王百合没接话,一路看手机,估计在跟谁聊天。
孙易问话:“上次有个送你回家的小伙子是谁?”
王百合不耐烦:“问几遍了?谁都不是。”
孙易就叹气。
等出租车开到地方,张怕抢着付车钱,又提行李进屋,一通张罗,换回王百合一句话:“谢谢,改天请你吃饭。”
张怕笑了下,上楼继续打字干活,然后上传,今天的任务完成。
提前吃晚饭,带着一箱子书去师大,在师大门口摆滩。
学校门口本来就有很多勤工俭学的卖小玩意的学生,不过学校不让,城管也不让,慢慢冷清下来。张怕来过四次,有三次被撵的到处跑。
今天是第五次,夜色朦胧中,坐马路牙子上发呆,身前是一箱子书。
很难卖出去,一直熬到十点才卖出去一本,以十八块钱成交。
正想走,道边开过来许多辆车,停住了却是不动。
想了想,张怕也呆着没动,打算看热闹。
可也奇怪了,不知道打哪跑过来一条大狗,特别大,又大又肥,一身漆黑的毛在路灯映照下居然反光?
张老四有两条大狗,那狗看着凶。现在这只狗比张老四的黑狗能大上两圈,顶着大脑袋,大耳朵,憨憨的,也是傻呆呆的。
是条黑色圣伯那,头当中往下,到嘴巴,一直延伸到脖子下面、肚子下面是白色,后背、腿、尾巴都是黑色。

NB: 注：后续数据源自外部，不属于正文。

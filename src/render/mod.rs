//! Output formats for built token trees.
//!
//! Each renderer turns one [`Artifact`] into the text of one file. References
//! are rewritten into the format's native reference syntax through a
//! [`ReferenceTable`], which knows which artifact defines every path a brand
//! can see. [`write_build`] lays the rendered files out on disk.

mod android;
mod css;
mod js;
mod json;
mod swift;
mod writer;

pub use writer::{artifact_path, write_build, WriteSummary};

use std::collections::HashMap;
use std::fmt;
use std::path::{Component, Path};

use serde::{Deserialize, Serialize};

use crate::layers::{Artifact, BuildOutput, LayerKind};
use crate::types::{Token, TokenPath, TokenValue};

/// A target output format.
#[derive(
    Debug, Clone, Copy, PartialEq, Eq, Hash, Serialize, Deserialize, clap::ValueEnum,
)]
#[serde(rename_all = "lowercase")]
pub enum Format {
    Css,
    Js,
    Json,
    Android,
    Swift,
}

impl Format {
    pub const ALL: [Format; 5] = [
        Format::Css,
        Format::Js,
        Format::Json,
        Format::Android,
        Format::Swift,
    ];

    /// Directory name under the output root.
    pub fn name(&self) -> &'static str {
        match self {
            Format::Css => "css",
            Format::Js => "js",
            Format::Json => "json",
            Format::Android => "android",
            Format::Swift => "swift",
        }
    }

    pub fn extension(&self) -> &'static str {
        match self {
            Format::Css => "css",
            Format::Js => "js",
            Format::Json => "json",
            Format::Android => "xml",
            Format::Swift => "swift",
        }
    }
}

impl fmt::Display for Format {
    fn fmt(&self, f: &mut fmt::Formatter<'_>) -> fmt::Result {
        write!(f, "{}", self.name())
    }
}

/// Which artifact defines each path visible to one brand.
///
/// Primitives are registered first, then the brand's semantic artifacts in
/// build order. The first definition of a path wins.
#[derive(Debug, Default)]
pub struct ReferenceTable<'a> {
    owners: HashMap<TokenPath, &'a Artifact>,
}

impl<'a> ReferenceTable<'a> {
    pub fn new() -> Self {
        Self::default()
    }

    /// The table for artifacts of `brand` (or for primitives when `None`).
    pub fn for_brand(build: &'a BuildOutput, brand: Option<&str>) -> Self {
        let mut table = Self::new();
        for artifact in &build.primitives {
            table.register(artifact);
        }
        if let Some(brand) = brand {
            for artifact in build.semantic.iter().filter(|a| a.brand.as_deref() == Some(brand)) {
                table.register(artifact);
            }
        }
        table
    }

    pub fn register(&mut self, artifact: &'a Artifact) {
        for (path, _) in artifact.tree.leaves() {
            self.owners.entry(path).or_insert(artifact);
        }
    }

    /// The artifact defining `path`.
    pub fn owner(&self, path: &TokenPath) -> Option<&'a Artifact> {
        self.owners.get(path).copied()
    }
}

/// Render one artifact in `format`.
pub fn render(format: Format, artifact: &Artifact, refs: &ReferenceTable<'_>) -> String {
    match format {
        Format::Css => css::render(artifact),
        Format::Js => js::render(artifact, refs),
        Format::Json => json::render(artifact),
        Format::Android => android::render(artifact, refs),
        Format::Swift => swift::render(artifact, refs),
    }
}

/// Header line content for generated files.
const GENERATED: &str = "Generated by strata. Do not edit.";

/// PascalCase type name for an artifact: `PrimitivesColors`,
/// `BildColorsLight`, `BildComponentsButton`.
pub(crate) fn type_name(artifact: &Artifact) -> String {
    let mut words: Vec<String> = Vec::new();
    match (&artifact.brand, artifact.layer()) {
        (None, layer) => words.push(layer.dir().to_string()),
        (Some(brand), LayerKind::Component) => {
            words.push(brand.clone());
            words.push(LayerKind::Component.dir().to_string());
        }
        (Some(brand), _) => words.push(brand.clone()),
    }
    words.push(artifact.name());

    let camel = TokenPath::new(words).camel_case();
    let mut chars = camel.chars();
    match chars.next() {
        Some(first) => first.to_uppercase().chain(chars).collect(),
        None => camel,
    }
}

/// lowerCamelCase module binding for an artifact, used by the JS renderer.
pub(crate) fn module_name(artifact: &Artifact) -> String {
    let type_name = type_name(artifact);
    let mut chars = type_name.chars();
    match chars.next() {
        Some(first) => first.to_lowercase().chain(chars).collect(),
        None => type_name,
    }
}

/// Relative path from the directory of `from` to `to`, with `/` separators.
pub(crate) fn relative_path(from: &Path, to: &Path) -> String {
    let from_dir: Vec<Component<'_>> = from
        .parent()
        .map(|p| p.components().collect())
        .unwrap_or_default();
    let to_parts: Vec<Component<'_>> = to.components().collect();

    let common = from_dir
        .iter()
        .zip(&to_parts)
        .take_while(|(a, b)| a == b)
        .count();

    let mut parts: Vec<String> = Vec::new();
    for _ in common..from_dir.len() {
        parts.push("..".to_string());
    }
    for part in &to_parts[common..] {
        parts.push(part.as_os_str().to_string_lossy().into_owned());
    }

    let joined = parts.join("/");
    if joined.starts_with("..") {
        joined
    } else {
        format!("./{}", joined)
    }
}

/// Double-quoted string literal with `\` and `"` escaped. Valid in JS and
/// Swift for the values tokens hold.
pub(crate) fn quoted(text: &str) -> String {
    let mut out = String::with_capacity(text.len() + 2);
    out.push('"');
    for c in text.chars() {
        match c {
            '"' => out.push_str("\\\""),
            '\\' => out.push_str("\\\\"),
            '\n' => out.push_str("\\n"),
            _ => out.push(c),
        }
    }
    out.push('"');
    out
}

/// Description text made safe for a single-line comment.
pub(crate) fn comment_text(token: &Token) -> Option<String> {
    token
        .description
        .as_deref()
        .map(|d| d.split_whitespace().collect::<Vec<_>>().join(" ").replace("*/", "* /"))
}

/// The referenced path and its defining artifact, if the value is a
/// reference that the table can place.
pub(crate) fn reference_owner<'a>(
    value: &'a TokenValue,
    refs: &ReferenceTable<'a>,
) -> Option<(&'a TokenPath, &'a Artifact)> {
    let path = value.reference()?;
    Some((path, refs.owner(path)?))
}

#[cfg(test)]
pub(crate) mod tests {
    use super::*;
    use crate::config::{Category, PublicBreakpoint};
    use crate::layers::ArtifactKind;
    use crate::resolve::PrimitivePathMap;
    use crate::types::{Literal, Sentinel, TokenKind};
    use crate::validation::ValidationResult;

    pub(crate) fn token(value: impl Into<TokenValue>, kind: Option<TokenKind>) -> Token {
        Token::new(value).with_kind(kind)
    }

    pub(crate) fn reference(path: &str) -> TokenValue {
        TokenValue::Reference(TokenPath::parse(path))
    }

    /// A small build: two primitive categories, one semantic colour mode,
    /// one breakpoint, one component bucket.
    pub(crate) fn sample_build() -> BuildOutput {
        let mut colors = Artifact::new(None, ArtifactKind::Primitive(Category::Colors));
        colors
            .tree
            .insert(
                &TokenPath::parse("color.red.500"),
                token(Literal::text("#dd0000"), Some(TokenKind::Color)).with_description(Some("Signal red")),
            )
            .unwrap();
        colors
            .tree
            .insert(
                &TokenPath::parse("color.black.alpha-50"),
                token(Literal::text("rgba(0, 0, 0, 0.5)"), Some(TokenKind::Color)),
            )
            .unwrap();

        let mut spacing = Artifact::new(None, ArtifactKind::Primitive(Category::Spacing));
        spacing
            .tree
            .insert(&TokenPath::parse("space.4"), token(Literal::Number(16.0), Some(TokenKind::Dimension)))
            .unwrap();

        let mut light = Artifact::new(Some("bild".into()), ArtifactKind::ColorMode("light".into()));
        light
            .tree
            .insert(
                &TokenPath::parse("semantic.brand.primary"),
                token(reference("color.red.500"), Some(TokenKind::Color)),
            )
            .unwrap();
        light
            .tree
            .insert(
                &TokenPath::parse("semantic.broken"),
                token(Sentinel::Unresolved { id: "VariableID:9:9".into() }, None),
            )
            .unwrap();

        let mut mobile = Artifact::new(Some("bild".into()), ArtifactKind::Breakpoint(PublicBreakpoint::Mobile));
        mobile
            .tree
            .insert(
                &TokenPath::parse("semantic.spacing.gap"),
                token(reference("space.4"), Some(TokenKind::Dimension)),
            )
            .unwrap();
        mobile
            .tree
            .insert(
                &TokenPath::parse("semantic.line-height.body"),
                token(Literal::Number(1.4), Some(TokenKind::Number)),
            )
            .unwrap();

        let mut button = Artifact::new(Some("bild".into()), ArtifactKind::Component("button".into()));
        button
            .tree
            .insert(
                &TokenPath::parse("button.background"),
                token(reference("semantic.brand.primary"), Some(TokenKind::Color)),
            )
            .unwrap();
        button
            .tree
            .insert(
                &TokenPath::parse("button.font-weight"),
                token(Literal::Integer(700), Some(TokenKind::FontWeight)),
            )
            .unwrap();

        BuildOutput {
            primitives: vec![colors, spacing],
            primitive_paths: PrimitivePathMap::new(),
            semantic: vec![light, mobile],
            components: vec![button],
            diagnostics: ValidationResult::new(),
        }
    }

    #[test]
    fn test_reference_table_owners() {
        let build = sample_build();
        let refs = ReferenceTable::for_brand(&build, Some("bild"));

        let owner = refs.owner(&TokenPath::parse("color.red.500")).unwrap();
        assert_eq!(owner.label(), "primitives/colors");
        let owner = refs.owner(&TokenPath::parse("semantic.brand.primary")).unwrap();
        assert_eq!(owner.label(), "bild/colors-light");

        let other = ReferenceTable::for_brand(&build, Some("sportbild"));
        assert!(other.owner(&TokenPath::parse("semantic.brand.primary")).is_none());
    }

    #[test]
    fn test_type_and_module_names() {
        let build = sample_build();
        assert_eq!(type_name(&build.primitives[0]), "PrimitivesColors");
        assert_eq!(type_name(&build.semantic[0]), "BildColorsLight");
        assert_eq!(type_name(&build.components[0]), "BildComponentsButton");
        assert_eq!(module_name(&build.semantic[1]), "bildSpacingMobile");
    }

    #[test]
    fn test_relative_path() {
        assert_eq!(
            relative_path(
                Path::new("brands/bild/semantic/colors-light.js"),
                Path::new("primitives/colors.js")
            ),
            "../../../primitives/colors.js"
        );
        assert_eq!(
            relative_path(
                Path::new("brands/bild/components/button.js"),
                Path::new("brands/bild/semantic/colors-light.js")
            ),
            "../semantic/colors-light.js"
        );
        assert_eq!(
            relative_path(Path::new("primitives/index.js"), Path::new("primitives/colors.js")),
            "./colors.js"
        );
    }

    #[test]
    fn test_quoted_escapes() {
        assert_eq!(quoted(r#"say "hi""#), r#""say \"hi\"""#);
    }

    #[test]
    fn test_format_serde_names() {
        let formats: Vec<Format> = serde_yaml::from_str("[css, android]").unwrap();
        assert_eq!(formats, vec![Format::Css, Format::Android]);
        assert_eq!(Format::Android.extension(), "xml");
    }
}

大家伙巨大,得得小跑过来,看到张怕后回头看看,然后就在张怕身边卧下。
张怕迷糊一下,这是什么节奏?认识我?歪头看大狗。
大狗伸着舌头左右看,抽空跟张怕对上一眼。
张怕就往后看,再往前看,又往道对面看,没发现有谁像狗主人。只好继续坐下去,等狗主人到来。
这一等就是半个小时,学校十一点熄灯,从十点开始,学校门口的人流开始减少。等十点半一过,学校门口基本快空了,倒是有两辆出租车在趴活儿。

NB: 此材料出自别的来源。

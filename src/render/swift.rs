//! Swift constants, one `enum` namespace per artifact.

use std::fmt::Write;

use crate::layers::Artifact;
use crate::types::{Literal, Token, TokenValue};

use super::{comment_text, quoted, type_name, ReferenceTable, GENERATED};

pub fn render(artifact: &Artifact, refs: &ReferenceTable<'_>) -> String {
    let mut out = String::new();
    let _ = writeln!(out, "// {}", GENERATED);
    let _ = writeln!(out);
    let _ = writeln!(out, "import Foundation");
    let _ = writeln!(out);
    let _ = writeln!(out, "public enum {} {{", type_name(artifact));

    for (path, token) in artifact.tree.leaves() {
        if let Some(comment) = comment_text(token) {
            let _ = writeln!(out, "    /// {}", comment);
        }
        let _ = writeln!(
            out,
            "    public static let {} = {}",
            path.camel_case(),
            value(token, refs)
        );
    }

    out.push_str("}\n");
    out
}

fn value(token: &Token, refs: &ReferenceTable<'_>) -> String {
    match &token.value {
        TokenValue::Reference(path) => match refs.owner(path) {
            Some(owner) => format!("{}.{}", type_name(owner), path.camel_case()),
            None => quoted(&token.value.to_string()),
        },
        TokenValue::Sentinel(sentinel) => quoted(&sentinel.to_string()),
        TokenValue::Literal(Literal::Text(s)) => quoted(s),
        // Keep a fraction so Swift infers Double
        TokenValue::Literal(Literal::Number(n)) if n.fract() == 0.0 => format!("{:.1}", n),
        TokenValue::Literal(literal) => literal.to_string(),
    }
}

#[cfg(test)]
mod tests {
    use super::*;
    use crate::render::tests::sample_build;

    #[test]
    fn test_enum_namespace() {
        let build = sample_build();
        let refs = ReferenceTable::for_brand(&build, None);
        let swift = render(&build.primitives[1], &refs);

        insta::assert_snapshot!(swift, @r###"
        // Generated by strata. Do not edit.

        import Foundation

        public enum PrimitivesSpacing {
            public static let space4 = 16.0
        }
        "###);
    }

    #[test]
    fn test_references_use_defining_type() {
        let build = sample_build();
        let refs = ReferenceTable::for_brand(&build, Some("bild"));

        let light = render(&build.semantic[0], &refs);
        assert!(light.contains("public enum BildColorsLight {"));
        assert!(light.contains("public static let semanticBrandPrimary = PrimitivesColors.colorRed500"));
        assert!(light.contains("public static let semanticBroken = \"UNRESOLVED(VariableID:9:9)\""));

        let button = render(&build.components[0], &refs);
        assert!(button.contains("public static let buttonBackground = BildColorsLight.semanticBrandPrimary"));
        assert!(button.contains("public static let buttonFontWeight = 700"));
    }
}
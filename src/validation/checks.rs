//! Validation checks over a finished build.
//!
//! Each check takes a `&BuildOutput` and returns a `ValidationResult`.

use std::collections::HashSet;

use crate::layers::{Artifact, BuildOutput, LayerKind};
use crate::types::TokenPath;

use super::warning::{Diagnostic, ValidationResult};

/// Primitives must hold literals only.
pub fn check_primitive_references(build: &BuildOutput) -> ValidationResult {
    let mut result = ValidationResult::new();

    for artifact in &build.primitives {
        for (path, token) in artifact.tree.leaves() {
            if let Some(target) = token.value.reference() {
                result.push(
                    Diagnostic::error(
                        "strata::validate::primitive-reference",
                        format!("primitive '{}' references '{}'", path, target),
                    )
                    .in_artifact(artifact.label())
                    .with_help("Primitive aliases must be followed to a literal value"),
                );
            }
        }
    }

    result
}

/// Every reference must point into a layer the artifact may depend on.
///
/// Semantic artifacts may reference primitives. Component artifacts may
/// reference primitives and their own brand's semantic tokens.
pub fn check_dangling_references(build: &BuildOutput) -> ValidationResult {
    let mut result = ValidationResult::new();

    let primitives = defined_paths(build.primitives.iter());

    for artifact in &build.semantic {
        check_artifact(artifact, &[&primitives], &mut result);
    }

    for artifact in &build.components {
        let semantic = defined_paths(
            build
                .semantic
                .iter()
                .filter(|s| s.brand == artifact.brand),
        );
        check_artifact(artifact, &[&primitives, &semantic], &mut result);
    }

    result
}

fn check_artifact(
    artifact: &Artifact,
    visible: &[&HashSet<TokenPath>],
    result: &mut ValidationResult,
) {
    for (path, token) in artifact.tree.leaves() {
        let Some(target) = token.value.reference() else {
            continue;
        };
        if visible.iter().any(|paths| paths.contains(target)) {
            continue;
        }

        let help = match artifact.layer() {
            LayerKind::Component => {
                "No primitive or semantic token of this brand has that path"
            }
            _ => "No primitive token has that path",
        };
        result.push(
            Diagnostic::warning(
                "strata::validate::dangling-reference",
                format!("'{}' references undefined token '{}'", path, target),
            )
            .in_artifact(artifact.label())
            .with_help(help),
        );
    }
}

fn defined_paths<'a>(artifacts: impl Iterator<Item = &'a Artifact>) -> HashSet<TokenPath> {
    artifacts
        .flat_map(|a| a.tree.leaves().into_iter().map(|(path, _)| path))
        .collect()
}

在这段时间里,道边上停着的许多辆车,不时有人下车,来来回回的走,有人拿粉笔划线。还有个戴棒球帽的青年在校门口发呆。
到现在这个时候,学校门口几乎就没有人了,戴帽子那人回头招呼一声,后面许多辆车的人开始下车,有搬机器的,有拿道具的,还有一些群众演员。
敢情是在拍戏,张怕想走,可大狗一直在身边卧着,狗主人不见踪影……
试着去摸大狗,大家伙居然不为所动。张怕壮大胆子去摸项圈,顺着往下捋,可惜除了个环扣,什么都没摸到。没有铭牌。
叹口气问道:“你是谁啊?你家主人呢?”
从大狗的毛发可以看出,绝对有主人,否则不会精心打理的这么好看。
大狗朝他伸舌头当做回答。
再看学校门口,经过这会儿布置,很多假装学生摸样的群众演员各就各位,一个穿白裙子的漂亮小姑娘抱着书在门口来回走,估计在找感觉。
戴帽子那家伙是导演,倒是挺年轻,在跟几个穿西服的男演员说戏。
张怕是想走不能走,只好百无聊赖的看热闹。可剧务过来请他离开,意思是不能影响拍戏。
张怕便是应下来,把书归拢进箱子,起身抱上自行车。有意思的是大狗居然也跟过来。
剧务小伙赞上一句:“狗真不错。”
张怕替狗主人说声谢谢,推车子要走。
导演看到这面情况,想了下走过来问话。
张怕说是卖书的。
导演眼睛一亮,让张怕往学校门口近一些,按照往常那样卖书,要求是低着头,不能看镜头。看眼大狗,问话:“不咬人吧?”
张怕说:“它没咬我。”
导演说废话,又指明位置,让张怕赶紧过去,说给五十块的劳务费,拍完就给。